EXERCISE BRIEF: Exactly the lines from the top of the records below through the one containing "pub mod crawler;" must be set down, with no line added or dropped.
DATASET RECORDS below:
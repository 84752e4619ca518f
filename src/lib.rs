//! Sitemap Crawler: a polite same-origin site mapper
//!
//! This crate walks a website from a root URL, following same-origin links up
//! to a depth bound, and turns the discovered pages into a sitemap document.

pub mod config;
pub mod crawler;
pub mod output;
pub mod service;
pub mod sitemap;
pub mod storage;
pub mod url;

use thiserror::Error;

/// Main error type for sitemap crawler operations
#[derive(Debug, Error)]
pub enum SitemapError {
    #[error("Configuration error: {0}")]
    Config(#[from] ConfigError),

    #[error("Invalid root URL '{url}': {source}")]
    InvalidRootUrl { url: String, source: UrlError },

    #[error("HTTP client error: {0}")]
    Reqwest(#[from] reqwest::Error),

    #[error("Database error: {0}")]
    Database(#[from] rusqlite::Error),

    #[error("Storage error: {0}")]
    StorageError(#[from] storage::StorageError),

    #[error("Sitemap serialization error: {0}")]
    Serialize(#[from] sitemap::WriteError),

    #[error("Sitemap {0} not found")]
    NotFound(i64),

    #[error("Stored sitemap {id} is corrupt: {reason}")]
    CorruptSitemap { id: i64, reason: String },

    #[error("Crawl limiter was shut down")]
    LimiterClosed,

    #[error("No sitemap store configured")]
    StorageDisabled,

    #[error("IO error: {0}")]
    Io(#[from] std::io::Error),
}

/// Configuration-specific errors
#[derive(Debug, Error)]
pub enum ConfigError {
    #[error("Failed to read config file: {0}")]
    Io(#[from] std::io::Error),

    #[error("Failed to parse TOML: {0}")]
    Parse(#[from] toml::de::Error),

    #[error("Validation error: {0}")]
    Validation(String),

    #[error("Unknown device profile: {0}")]
    UnknownDevice(String),
}

/// URL-specific errors
///
/// Also used as the reason a single href is skipped during link extraction.
#[derive(Debug, Error)]
pub enum UrlError {
    #[error("Failed to parse URL: {0}")]
    Parse(String),

    #[error("Invalid URL scheme: {0}")]
    InvalidScheme(String),

    #[error("Missing host in URL")]
    MissingHost,

    #[error("Empty href")]
    Empty,
}

// Re-export commonly used types
pub use config::Config;
pub use crawler::{CrawlEngine, CrawlOptions, CrawlResult, DeviceProfile, PageRecord};
pub use service::{CrawlRequest, GeneratedSitemap, SitemapService};
pub use url::{is_same_origin, parse_root_url};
End of DATASET RECORDS.
WRITTEN RESPONSE:
repository 84752e4619ca518f
filename src/lib.rs
//! Sitemap Crawler: a polite same-origin site mapper
//!
//! This crate walks a website from a root URL, following same-origin links up
//! to a depth bound, and turns the discovered pages into a sitemap document.

pub mod config;
pub mod crawler;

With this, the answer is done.